First, have faith that a low-fat vegan diet, based around unrefined starches, vegetables and fruits, is the healthiest diet for men, women and children (after the age of 2 years).  From birth to 6 months babies should be exclusively breast-fed.  After 6 months, solid foods in the form of starches, vegetables and fruits, are added in increasing amounts and breast milk is continued until at least 2 years of age.  Failure to breast feed puts your child at a high risk of death and disease.1  Follow my recommendations for B-12 (above) by finding a reliable B-12 supplement in the natural foods store.  If you have any question about your B-12 status you can have your blood checked for your body’s B-12 levels.  (Deficiency is a level less than 150 pmol/L).

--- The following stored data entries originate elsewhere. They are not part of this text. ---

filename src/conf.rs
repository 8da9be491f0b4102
use config::{Config, ConfigError, Environment};
use lazy_static::lazy_static;
use serde::Deserialize;

#[derive(Deserialize, Debug)]
pub struct Settings {
    pub service_name: String,
    pub listen_port: String,
    pub database_url: String,
    pub database_pool_max_connections: u32,
    pub upload_dir: String,
    pub jwt_secret: String,
    pub jwt_expiry_hours: i64,
}

impl Settings {
    pub fn new() -> Result<Self, ConfigError> {
        let conf = Config::builder()
            .add_source(Environment::default())
            .set_default("service_name", "career-portal")?
            .set_default("listen_port", "5000")?
            .set_default("database_url", "sqlite://career_portal.db")?
            .set_default("database_pool_max_connections", 5)?
            .set_default("upload_dir", "uploads")?
            .set_default("jwt_expiry_hours", 720)?
            .build()?;
        conf.try_deserialize()
    }
}

lazy_static! {
    pub static ref settings: Settings = Settings::new().expect("improperly configured");
}
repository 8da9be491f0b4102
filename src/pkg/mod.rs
pub mod internal;
pub mod server;
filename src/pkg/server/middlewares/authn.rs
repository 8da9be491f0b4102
use std::sync::Arc;

use axum::{
    extract::{Request, State},
    http::header::AUTHORIZATION,
    middleware::Next,
    response::Response,
};

use crate::{
    pkg::{internal::auth, server::state::AppState},
    prelude::{Error, Result},
};

pub async fn authenticate(
    State(state): State<AppState>,
    mut request: Request,
    next: Next,
) -> Result<Response> {
    let token = request
        .headers()
        .get(AUTHORIZATION)
        .and_then(|value| value.to_str().ok())
        .and_then(|value| value.strip_prefix("Bearer "))
        .filter(|token| !token.is_empty());
    let Some(token) = token else {
        tracing::warn!("token missing, authentication denied");
        return Err(Error::Unauthorized("Not authorized, no token"));
    };
    let user = auth::resolve_bearer(&state, token).await?;
    request.extensions_mut().insert(Arc::new(user));
    Ok(next.run(request).await)
}
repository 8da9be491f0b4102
use std::sync::Arc;

use axum::{extract::State, http::StatusCode, Extension, Json};
use serde::Deserialize;
use serde_json::{json, Value};
use validator::Validate;

use crate::{
    pkg::{
        internal::{adaptors::users::spec::UserEntry, skills::TaxonomySnapshot},
        server::state::AppState,
    },
    prelude::{Error, Result},
};

#[derive(Debug, Deserialize, Validate)]
pub struct AddSkillInput {
    #[validate(length(min = 1, message = "Category is required"))]
    pub category: String,
    #[validate(length(min = 1, message = "Skill is required"))]
    pub skill: String,
}

pub async fn list(State(state): State<AppState>) -> Json<TaxonomySnapshot> {
    Json(state.taxonomy.snapshot())
}

pub async fn add(
    State(state): State<AppState>,
    Extension(user): Extension<Arc<UserEntry>>,
    Json(input): Json<AddSkillInput>,
) -> Result<(StatusCode, Json<Value>)> {
    if !user.role.is_admin() {
        return Err(Error::Forbidden("Admin access required"));
    }
    input.validate()?;
    state.taxonomy.append(&input.category, &input.skill)?;
    Ok((
        StatusCode::CREATED,
        Json(json!({"message": "Skill added successfully"})),
    ))
}
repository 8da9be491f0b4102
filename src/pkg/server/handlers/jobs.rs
use std::sync::Arc;

use axum::{
    extract::{Path, State},
    http::StatusCode,
    Extension, Json,
};
use serde::Deserialize;
use serde_json::{json, Value};
use validator::Validate;

use crate::{
    pkg::{
        internal::{
            adaptors::{
                jobs::{
                    mutators::JobMutator,
                    selectors::JobSelector,
                    spec::{EmploymentType, JobEntry, JobWithPoster},
                },
                users::spec::UserEntry,
            },
            workflow,
        },
        server::state::AppState,
    },
    prelude::{Error, Result},
};

#[derive(Debug, Deserialize, Validate)]
pub struct CreateJobInput {
    #[validate(length(min = 1, message = "Title is required"))]
    pub title: String,
    #[validate(length(min = 1, message = "Description is required"))]
    pub description: String,
    #[validate(length(min = 1, message = "Requirements are required"))]
    pub requirements: String,
    #[validate(length(min = 1, message = "At least one skill is required"))]
    pub skills: Vec<String>,
    #[validate(range(min = 0.0, message = "Salary must be non-negative"))]
    pub salary: f64,
    pub employment_type: EmploymentType,
}

#[derive(Debug, Default, Deserialize, Validate)]
pub struct PatchJobInput {
    #[validate(length(min = 1, message = "Title is required"))]
    pub title: Option<String>,
    #[validate(length(min = 1, message = "Description is required"))]
    pub description: Option<String>,
    #[validate(length(min = 1, message = "Requirements are required"))]
    pub requirements: Option<String>,
    #[validate(length(min = 1, message = "At least one skill is required"))]
    pub skills: Option<Vec<String>>,
    #[validate(range(min = 0.0, message = "Salary must be non-negative"))]
    pub salary: Option<f64>,
    pub employment_type: Option<EmploymentType>,
    pub is_active: Option<bool>,
}

pub async fn create(
    State(state): State<AppState>,
    Extension(user): Extension<Arc<UserEntry>>,
    Json(input): Json<CreateJobInput>,
) -> Result<(StatusCode, Json<JobEntry>)> {
    if !user.role.is_super_admin() {
        return Err(Error::Forbidden("Super admin access required"));
    }
    input.validate()?;
    let mut conn = state.db_pool.acquire().await?;
    let job = JobMutator::new(&mut conn).create(input, &user.user_id).await?;
    tracing::info!("job {} created by {}", &job.job_id, &user.username);
    Ok((StatusCode::CREATED, Json(job)))
}

pub async fn update(
    State(state): State<AppState>,
    Extension(user): Extension<Arc<UserEntry>>,
    Path(job_id): Path<String>,
    Json(input): Json<PatchJobInput>,
) -> Result<Json<JobEntry>> {
    if !user.role.is_super_admin() {
        return Err(Error::Forbidden("Super admin access required"));
    }
    input.validate()?;
    let mut conn = state.db_pool.acquire().await?;
    let job = JobMutator::new(&mut conn)
        .update(&job_id, input)
        .await?
        .ok_or(Error::NotFound("Job not found"))?;
    Ok(Json(job))
}

pub async fn remove(
    State(state): State<AppState>,
    Extension(user): Extension<Arc<UserEntry>>,
    Path(job_id): Path<String>,
) -> Result<Json<Value>> {
    let removed = workflow::delete_job(&state, &user, &job_id).await?;
    Ok(Json(json!({
        "message": "Job removed",
        "applications_removed": removed,
    })))
}

pub async fn list(State(state): State<AppState>) -> Result<Json<Vec<JobWithPoster>>> {
    let mut conn = state.db_pool.acquire().await?;
    let jobs = JobSelector::new(&mut conn).get_active().await?;
    Ok(Json(jobs))
}

pub async fn get_by_id(
    State(state): State<AppState>,
    Path(job_id): Path<String>,
) -> Result<Json<JobEntry>> {
    let mut conn = state.db_pool.acquire().await?;
    let job = JobSelector::new(&mut conn)
        .get_by_id(&job_id)
        .await?
        .ok_or(Error::NotFound("Job not found"))?;
    Ok(Json(job))
}
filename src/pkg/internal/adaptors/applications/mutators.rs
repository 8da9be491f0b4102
use chrono::Utc;
use sqlx::error::ErrorKind;
use sqlx::{types::Json, SqliteConnection};
use uuid::Uuid;

use crate::pkg::internal::adaptors::applications::spec::{
    ApplicationEntry, ApplicationStatus, Education, Experience,
};
use crate::pkg::internal::blobstore::BlobRef;
use crate::prelude::{Error, Result};

const APPLICATION_COLUMNS: &str =
    "application_id, job_id, applicant_id, name, email, experience, skills, notes, \
     education, resume, status, created_at, updated_at";

pub struct CreateApplicationData {
    pub job_id: String,
    pub applicant_id: String,
    pub name: String,
    pub email: String,
    pub experience: Experience,
    pub skills: Vec<String>,
    pub notes: String,
    pub education: Vec<Education>,
    pub resume: Option<BlobRef>,
}

pub struct ApplicationMutator<'a> {
    pool: &'a mut SqliteConnection,
}

impl<'a> ApplicationMutator<'a> {
    pub fn new(pool: &'a mut SqliteConnection) -> Self {
        ApplicationMutator { pool }
    }

    /// Single-statement insert; the UNIQUE(job_id, applicant_id) and foreign
    /// key constraints arbitrate concurrent duplicates and mid-delete races.
    pub async fn create(&mut self, data: CreateApplicationData) -> Result<ApplicationEntry> {
        let now = Utc::now();
        let result = sqlx::query_as::<_, ApplicationEntry>(&format!(
            r#"
            INSERT INTO applications (application_id, job_id, applicant_id, name, email, experience, skills, notes, education, resume, status, created_at, updated_at)
            VALUES (?, ?, ?, ?, ?, ?, ?, ?, ?, ?, 'pending', ?, ?)
            RETURNING {APPLICATION_COLUMNS}
            "#
        ))
        .bind(Uuid::new_v4().to_string())
        .bind(&data.job_id)
        .bind(&data.applicant_id)
        .bind(&data.name)
        .bind(&data.email)
        .bind(Json(&data.experience))
        .bind(Json(&data.skills))
        .bind(&data.notes)
        .bind(Json(&data.education))
        .bind(data.resume.map(Json))
        .bind(now)
        .bind(now)
        .fetch_one(&mut *self.pool)
        .await;
        match result {
            Ok(application) => Ok(application),
            Err(sqlx::Error::Database(db_err)) => match db_err.kind() {
                ErrorKind::UniqueViolation => {
                    Err(Error::Conflict("You have already applied for this job"))
                }
                ErrorKind::ForeignKeyViolation => Err(Error::NotFound("Job not found")),
                _ => Err(sqlx::Error::Database(db_err).into()),
            },
            Err(err) => Err(err.into()),
        }
    }

    pub async fn update_status(
        &mut self,
        application_id: &str,
        status: ApplicationStatus,
    ) -> Result<Option<ApplicationEntry>> {
        let row = sqlx::query_as::<_, ApplicationEntry>(&format!(
            "UPDATE applications SET status = ?, updated_at = ? WHERE application_id = ? RETURNING {APPLICATION_COLUMNS}"
        ))
        .bind(status)
        .bind(Utc::now())
        .bind(application_id)
        .fetch_optional(&mut *self.pool)
        .await?;
        Ok(row)
    }

    pub async fn delete_for_job(&mut self, job_id: &str) -> Result<u64> {
        let result = sqlx::query("DELETE FROM applications WHERE job_id = ?")
            .bind(job_id)
            .execute(&mut *self.pool)
            .await?;

        Ok(result.rows_affected())
    }
}
use chrono::Utc;
use sqlx::SqliteConnection;
use uuid::Uuid;

use crate::pkg::internal::adaptors::users::spec::{Role, UserEntry};
use crate::prelude::{Error, Result};

pub struct CreateUserData {
    pub username: String,
    pub email: String,
    pub password_hash: String,
    pub name: String,
    pub role: Role,
}

pub struct UserMutator<'a> {
    pool: &'a mut SqliteConnection,
}

impl<'a> UserMutator<'a> {
    pub fn new(pool: &'a mut SqliteConnection) -> Self {
        UserMutator { pool }
    }

    pub async fn create(&mut self, data: CreateUserData) -> Result<UserEntry> {
        let result = sqlx::query_as::<_, UserEntry>(
            r#"
            INSERT INTO users (user_id, username, email, password_hash, name, role, created_at)
            VALUES (?, ?, ?, ?, ?, ?, ?)
            RETURNING user_id, username, email, password_hash, name, role, created_at
            "#,
        )
        .bind(Uuid::new_v4().to_string())
        .bind(&data.username)
        .bind(&data.email)
        .bind(&data.password_hash)
        .bind(&data.name)
        .bind(data.role)
        .bind(Utc::now())
        .fetch_one(&mut *self.pool)
        .await;
        match result {
            Ok(user) => Ok(user),
            Err(sqlx::Error::Database(db_err)) if db_err.is_unique_violation() => {
                Err(Error::Conflict("User already exists"))
            }
            Err(err) => Err(err.into()),
        }
    }
}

You might ask, “Why would a diet so perfect in all other ways be deficient in a necessary vitamin?”  Most likely the answer is that we live in an unnatural world these days.  Remember, B-12 is made by bacteria.  Our world is sterilized because of an irrational fear of germs. Once people consumed trillions of helpful B-12 producing-bacteria daily – they lived with their chickens, goats, and horses.  Today everything is sanitized by hand-washing, antiseptics, antibiotics, mouth washes, and cleaning agents.  To compensate, we must add back B-12, or possibly, live more naturally, like I do, with my B-12 producing dog, cat, and birds.

References:

1)  McDougall J.  The McDougall program for Women. Plume, 2000.

2) Kalter H. Folic acid and human malformations: a summary and evaluation.
Reprod Toxicol. 2000 Sep-Oct;14(5):463-76.

3) Holman R.  The natural history of atherosclerosis.  The early aortic lesions as seen in New Orleans in the middle 20th century.  Am J Pathol 1958;34:209.

4)  Deckelbaum RJ.  Childhood obesity: the health issue.  Obes Res. 2001 Nov;9 Suppl 4:239S-243S.